Last Updated:Mar 25, 2026

Use TABLESAMPLE to sample rows from a table without scanning the full dataset. Three sampling methods are available:

  • TABLESAMPLE (BUCKET x OUT OF y [ON col_name | RAND()]) — returns one bucket out of y equal-sized partitions

  • TABLESAMPLE (n PERCENT) — returns approximately n% of rows

  • TABLESAMPLE (m ROWS) — returns up to m rows at random

Percentage-based sampling returns approximate results. The actual percentage may differ from the specified value.

Syntax

Bucket-based sampling

TABLESAMPLE (BUCKET <x> OUT OF <y> [ON <col_name> | RAND()])
ParameterDescription
xThe bucket to sample. Buckets are numbered starting from 1.
yThe total number of buckets to divide the data into.
col_nameOne or more columns used to assign rows to buckets. Specify up to 10 columns in a single ON clause. Required if the table is not a clustered table.
RAND()Assigns rows to buckets randomly instead of by column value. Use this when no specific column distribution is needed.

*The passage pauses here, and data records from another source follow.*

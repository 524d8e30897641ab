use uavsched_structs::Point;

pub mod assign;
pub mod grid;
pub mod savings;

mod assign_tests;

/// Engine tunables. Defaults match the reference mission profile; callers
/// override individual fields.
#[derive(Debug, Clone, Copy)]
pub struct Params {
    /// Minimum allowed distance between two airborne agents.
    pub min_separation: f32,
    /// Communication range; pairs near this distance get corrected.
    pub max_communication: f32,
    /// Half-width of the band around `max_communication` that counts as near.
    pub comm_tolerance: f32,
    /// Largest single nudge toward the leader for a far pair.
    pub leader_step: f32,
    /// Push-apart distance for a close pair.
    pub separation_step: f32,
    /// A fleet recall fires when any margin drops below this.
    pub recall_margin: f32,
    /// Per-agent landing stagger on a fleet recall.
    pub recall_stagger: f32,
    /// Offset of a tangent detour waypoint.
    pub detour_dist: f32,
    /// Per-route flight time bound for the coverage optimizer.
    pub max_route_time: f32,
    /// Hard stop for the planning loop.
    pub max_rounds: usize,
    /// Knobs for the grid search used on blocked segments.
    pub grid: grid::GridConfig,
}

impl Default for Params {
    fn default() -> Self {
        Params {
            min_separation: 50.0,
            max_communication: 1000.0,
            comm_tolerance: 50.0,
            leader_step: 200.0,
            separation_step: 50.0,
            recall_margin: 20.0,
            recall_stagger: 2.0,
            detour_dist: 100.0,
            max_route_time: 600.0,
            max_rounds: 1000,
            grid: Default::default(),
        }
    }
}

pub(crate) fn lerp(a: &Point, b: &Point, r: f32) -> Point {
    Point {
        x: a.x + (b.x - a.x) * r,
        y: a.y + (b.y - a.y) * r,
    }
}
impl MempoolGuard<'_> {
    /// Validates and admits a transaction while the guard is held.
    pub fn add(&mut self, tx: Transaction) -> Result<AddOutcome, MempoolError> {
        let hash = match tx.hash() {
            Ok(h) => h,
            Err(e) => {
                warn!(target: "mempool", "rejecting undecodable transaction: {}", e);
                return Err(MempoolError::Tx(e));
            }
        };

        match self.admit(&tx, hash) {
            Ok(outcome) => {
                self.inner.seen.put(hash, ());
                self.mempool.emit(NodeEvent::TxAdded { hash });
                let metrics = gitmesh_telemetry::mempool_metrics();
                metrics.set_pool_size(self.inner.pool.len() as f64);
                metrics.set_pool_byte_size(self.inner.pool.byte_size() as f64);
                metrics.set_cache_size(self.inner.cache.len() as f64);
                debug!(
                    target: "mempool",
                    tx = %hex::encode(hash),
                    pooled = matches!(outcome, AddOutcome::Pooled),
                    "transaction admitted"
                );
                Ok(outcome)
            }
            Err(e) => {
                // Remember rejected bytes so an identical retry is dropped
                // as a duplicate instead of re-validated.
                self.inner.seen.put(hash, ());
                gitmesh_telemetry::mempool_metrics().inc_txs_rejected(e.code());
                warn!(target: "mempool", tx = %hex::encode(hash), code = e.code(), "transaction rejected: {}", e);
                self.mempool.emit(NodeEvent::TxRejected {
                    hash,
                    code: e.code().to_string(),
                    reason: e.to_string(),
                    note_id: tx.push_note_id(),
                });
                Err(e)
            }
        }
    }

    fn admit(&mut self, tx: &Transaction, hash: TxHash) -> Result<AddOutcome, MempoolError> {
        self.check_capacity(tx)?;

        if self.inner.pool.has(&hash) || self.inner.seen.contains(&hash) {
            return Err(MempoolError::Pool(PoolError::DuplicateTransaction));
        }

        tx.validate_structure()?;

        // The pool may legitimately cache future-nonce transactions, so the
        // validator must not reject nonce gaps here.
        self.mempool
            .validator
            .validate_tx(tx, ValidateOptions { allow_nonce_gap: true })?;

        let sender = tx.sender_address()?;
        let account_nonce = self
            .mempool
            .accounts
            .account(&sender)
            .map_err(|e| MempoolError::ValidationFailed(e.to_string()))?
            .nonce;

        let inner = &mut *self.inner;
        inner
            .pool
            .add(Arc::new(tx.clone()), account_nonce, &mut inner.cache)
            .map_err(MempoolError::Pool)
    }

    fn check_capacity(&self, tx: &Transaction) -> Result<(), MempoolError> {
        if self.inner.pool.len() >= self.mempool.cfg.max_pool_size {
            return Err(MempoolError::Pool(PoolError::ContainerFull));
        }
        let size = tx.size()?;
        if size > self.mempool.cfg.max_tx_size {
            return Err(MempoolError::Pool(PoolError::TxTooLarge {
                size,
                max: self.mempool.cfg.max_tx_size,
            }));
        }
        if size + self.inner.pool.byte_size() > self.mempool.cfg.max_txs_size {
            return Err(MempoolError::Pool(PoolError::ByteCapacityExceeded));
        }
        Ok(())
    }

    /// Reaps an ordered batch of serialized transactions for the next block.
    ///
    /// Walks the pool top-down enforcing, in order: at most one proposal
    /// transaction per `(repo, proposal_id)`, the validator-ticket cap, and
    /// the byte budget (`max_bytes < 0` means unbounded). Entries set aside
    /// by the first two rules are re-inserted afterwards, preserving their
    /// sender/nonce position.
    pub fn reap_max_bytes(&mut self, max_bytes: i64) -> Vec<Vec<u8>> {
        let mut batch: Vec<Vec<u8>> = Vec::new();
        let mut set_aside: Vec<PoolEntry> = Vec::new();
        let mut proposals_seen: HashSet<(String, String)> = HashSet::new();
        let mut val_tickets = 0usize;
        let mut total: u64 = 0;

        while let Some(entry) = self.inner.pool.pop_head_entry() {
            if let Some((repo, proposal_id)) = entry.tx.proposal_key() {
                let key = (repo.to_string(), proposal_id.to_string());
                if !proposals_seen.insert(key) {
                    set_aside.push(entry);
                    continue;
                }
            }

            if entry.tx.is_validator_ticket() {
                if val_tickets >= self.mempool.cfg.max_val_tickets_per_block {
                    set_aside.push(entry);
                    continue;
                }
                val_tickets += 1;
            }

            let bytes = match entry.tx.to_bytes() {
                Ok(b) => b,
                Err(e) => {
                    // A pooled transaction that stops encoding is corrupt
                    // state, not a recoverable input.
                    panic!("pooled transaction failed to encode: {}", e);
                }
            };

            if max_bytes >= 0 && total + bytes.len() as u64 > max_bytes as u64 {
                self.inner.pool.reinsert_entry(entry);
                break;
            }

            total += bytes.len() as u64;
            batch.push(bytes);
        }

        for entry in set_aside {
            self.inner.pool.reinsert_entry(entry);
        }

        gitmesh_telemetry::mempool_metrics().inc_txs_reaped(batch.len() as u64);
        debug!(target: "mempool", reaped = batch.len(), bytes = total, "reaped block batch");
        batch
    }

    /// Removes each committed transaction from the pool, emits lifecycle
    /// events, and rechecks the remainder against post-commit state.
    ///
    /// Transactions whose response code is [`CODE_OK`] additionally emit
    /// `TxCommitted`; every committed transaction emits `TxRemoved`.
    pub fn update(
        &mut self,
        height: u64,
        committed: &[Vec<u8>],
        responses: &[u32],
    ) -> Result<(), MempoolError> {
        for (i, bytes) in committed.iter().enumerate() {
            let tx = Transaction::from_bytes(bytes).map_err(|e| match e {
                TxError::UnknownType(code) => MempoolError::Tx(TxError::UnknownType(code)),
                other => MempoolError::Tx(other),
            })?;
            let hash = tx.hash()?;
            let note_id = tx.push_note_id();

            self.inner.pool.remove_by_hash(&hash);
            self.inner.seen.put(hash, ());

            if responses.get(i).copied() == Some(CODE_OK) {
                self.mempool.emit(NodeEvent::TxCommitted {
                    hash,
                    height,
                    note_id,
                });
            }
            self.mempool.emit(NodeEvent::TxRemoved {
                hash,
                height,
                note_id,
            });
        }

        self.recheck_txs(height);
        let metrics = gitmesh_telemetry::mempool_metrics();
        metrics.set_pool_size(self.inner.pool.len() as f64);
        metrics.set_pool_byte_size(self.inner.pool.byte_size() as f64);
        Ok(())
    }

    /// Re-runs the validator over every pooled transaction against the
    /// post-commit chain state, removing any that no longer pass.
    fn recheck_txs(&mut self, height: u64) {
        let stale: Vec<(TxHash, Option<gitmesh_types::Hash32>)> = self
            .inner
            .pool
            .iter_txs()
            .filter_map(|tx| {
                let failed = self
                    .mempool
                    .validator
                    .validate_tx(tx, ValidateOptions { allow_nonce_gap: true })
                    .is_err();
                if failed {
                    Some((tx.hash().ok()?, tx.push_note_id()))
                } else {
                    None
                }
            })
            .collect();

        for (hash, note_id) in stale {
            debug!(target: "mempool", tx = %hex::encode(hash), "recheck evicted transaction");
            self.inner.pool.remove_by_hash(&hash);
            self.mempool.emit(NodeEvent::TxRemoved {
                hash,
                height,
                note_id,
            });
        }
    }

    /// Number of pooled transactions.
    pub fn len(&self) -> usize {
        self.inner.pool.len()
    }

    /// Returns true when the pool is empty.
    pub fn is_empty(&self) -> bool {
        self.inner.pool.is_empty()
    }
}
// Path: crates/test_utils/src/validate.rs

//! Mock transaction validators.

use gitmesh_api::validate::{TxValidator, ValidateOptions};
use gitmesh_types::error::MempoolError;
use gitmesh_types::tx::Transaction;
use std::sync::atomic::{AtomicBool, Ordering};
use std::sync::Arc;

/// Accepts every transaction.
pub struct AcceptAll;

impl TxValidator for AcceptAll {
    fn validate_tx(&self, _tx: &Transaction, _opts: ValidateOptions) -> Result<(), MempoolError> {
        Ok(())
    }
}

/// Rejects transactions carrying a specific nonce, optionally armed later to
/// simulate state changing under the pool at block commit.
pub struct RejectNonce {
    nonce: u64,
    active: AtomicBool,
}

impl RejectNonce {
    /// Rejects matching transactions immediately.
    pub fn new(nonce: u64) -> Arc<Self> {
        Arc::new(Self {
            nonce,
            active: AtomicBool::new(true),
        })
    }

    /// Accepts everything until [`RejectNonce::activate`] is called.
    pub fn inactive(nonce: u64) -> Arc<Self> {
        Arc::new(Self {
            nonce,
            active: AtomicBool::new(false),
        })
    }

    /// Starts rejecting matching transactions.
    pub fn activate(&self) {
        self.active.store(true, Ordering::SeqCst);
    }
}

impl TxValidator for RejectNonce {
    fn validate_tx(&self, tx: &Transaction, _opts: ValidateOptions) -> Result<(), MempoolError> {
        if self.active.load(Ordering::SeqCst) && tx.common().nonce == self.nonce {
            return Err(MempoolError::ValidationFailed(format!(
                "nonce {} is no longer valid",
                self.nonce
            )));
        }
        Ok(())
    }
}
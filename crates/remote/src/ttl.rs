// Path: crates/remote/src/ttl.rs

//! Expiring maps for seen-sets and peer memory.
//!
//! Backed by a bounded LRU so memory stays capped even under sweep
//! starvation. Entries expire against monotonic time; expired entries are
//! evicted lazily on access and in bulk by [`TtlCache::sweep`].

use lru::LruCache;
use std::hash::Hash;
use std::num::NonZeroUsize;
use std::time::{Duration, Instant};

/// A bounded map whose entries expire after a fixed TTL.
pub struct TtlCache<K: Hash + Eq, V> {
    ttl: Duration,
    entries: LruCache<K, (V, Instant)>,
}

impl<K: Hash + Eq + Clone, V> TtlCache<K, V> {
    /// Creates a cache with the given TTL and entry cap.
    pub fn new(ttl: Duration, capacity: usize) -> Self {
        let capacity = NonZeroUsize::new(capacity.max(1)).unwrap_or_else(|| unreachable!());
        Self {
            ttl,
            entries: LruCache::new(capacity),
        }
    }

    /// Inserts or refreshes an entry.
    pub fn insert(&mut self, key: K, value: V) {
        self.entries.put(key, (value, Instant::now()));
    }

    /// Returns true if the key is present and unexpired, evicting it when
    /// expired.
    pub fn contains(&mut self, key: &K) -> bool {
        self.get(key).is_some()
    }

    /// Looks up an unexpired entry, evicting it when expired.
    pub fn get(&mut self, key: &K) -> Option<&V> {
        let expired = match self.entries.peek(key) {
            Some((_, at)) => at.elapsed() >= self.ttl,
            None => return None,
        };
        if expired {
            self.entries.pop(key);
            return None;
        }
        self.entries.get(key).map(|(v, _)| v)
    }

    /// Removes an entry.
    pub fn remove(&mut self, key: &K) -> Option<V> {
        self.entries.pop(key).map(|(v, _)| v)
    }

    /// Evicts every expired entry. Called from the periodic sweeper.
    pub fn sweep(&mut self) {
        let expired: Vec<K> = self
            .entries
            .iter()
            .filter(|(_, (_, at))| at.elapsed() >= self.ttl)
            .map(|(k, _)| k.clone())
            .collect();
        for key in expired {
            self.entries.pop(&key);
        }
    }

    /// Number of entries, including not-yet-swept expired ones.
    pub fn len(&self) -> usize {
        self.entries.len()
    }

    /// Returns true when the cache holds no entries.
    pub fn is_empty(&self) -> bool {
        self.entries.is_empty()
    }
}

#[cfg(test)]
mod tests {
    use super::*;

    #[test]
    fn entries_expire_after_ttl() {
        let mut cache: TtlCache<u32, ()> = TtlCache::new(Duration::from_millis(20), 16);
        cache.insert(1, ());
        assert!(cache.contains(&1));

        std::thread::sleep(Duration::from_millis(30));
        assert!(!cache.contains(&1));
        assert!(cache.is_empty());
    }

    #[test]
    fn sweep_evicts_expired_in_bulk() {
        let mut cache: TtlCache<u32, ()> = TtlCache::new(Duration::from_millis(10), 16);
        cache.insert(1, ());
        cache.insert(2, ());
        std::thread::sleep(Duration::from_millis(20));
        cache.insert(3, ());

        cache.sweep();
        assert_eq!(cache.len(), 1);
        assert!(cache.contains(&3));
    }

    #[test]
    fn capacity_bounds_the_map() {
        let mut cache: TtlCache<u32, ()> = TtlCache::new(Duration::from_secs(60), 2);
        cache.insert(1, ());
        cache.insert(2, ());
        cache.insert(3, ());
        assert_eq!(cache.len(), 2);
    }
}
// Path: crates/networking/src/traits.rs

//! Gossip and peer-set trait definitions.

use async_trait::async_trait;
use libp2p::PeerId;

/// An error type for gossip operations.
#[derive(thiserror::Error, Debug)]
pub enum NetworkError {
    #[error("network error: {0}")]
    Network(String),
    #[error("decode error: {0}")]
    Decode(String),
    #[error("internal error: {0}")]
    Internal(String),
}

/// Access to the set of currently connected peers.
pub trait PeerSet: Send + Sync {
    /// The peers currently known to the swarm.
    fn known_peers(&self) -> Vec<PeerId>;

    /// The local node's peer id.
    fn local_peer_id(&self) -> PeerId;
}

/// Publishes push notes on their gossip channel.
///
/// Implementations must deliver the bytes unmodified: the canonical note
/// encoding is consensus-critical.
#[async_trait]
pub trait PushGossip: Send + Sync {
    /// Sends canonical note bytes to a single peer.
    async fn send_note(&self, peer: PeerId, bytes: Vec<u8>) -> Result<(), NetworkError>;
}

/// Publishes endorsements on their gossip channel.
#[async_trait]
pub trait EndorsementGossip: Send + Sync {
    /// Sends canonical endorsement bytes to a single peer.
    async fn send_endorsement(&self, peer: PeerId, bytes: Vec<u8>) -> Result<(), NetworkError>;
}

For non-clustered tables, you must include either ON col_name or ON RAND().

Percentage-based sampling

TABLESAMPLE (<n> PERCENT)

n is the sampling percentage. The result contains approximately n% of the rows in the source table. The percentage is not exact.

Row-based sampling

TABLESAMPLE (<m> ROWS)

m is the number of rows to return. If the source table has fewer rows than m, all rows are returned. The maximum value of m is 10,000.

Performance considerations

  • Clustered tables scan faster. Data in a clustered table is pre-organized into buckets, so bucket-based sampling reads directly from the target bucket without scanning unrelated data.

  • Choose y values that align with the table's bucket count. For a clustered table with 32 buckets, set y to a multiple of 32 (such as 32, 64, or 128) or a divisor of 32 (such as 16, 8, or 4) to avoid partial bucket reads.

Sample data

The following examples use two tables.

BIGDATA_PUBLIC_DATASET.life_service.phoneno_basic_info_2020 — a table from the MaxCompute public datasets. For details, see Overview.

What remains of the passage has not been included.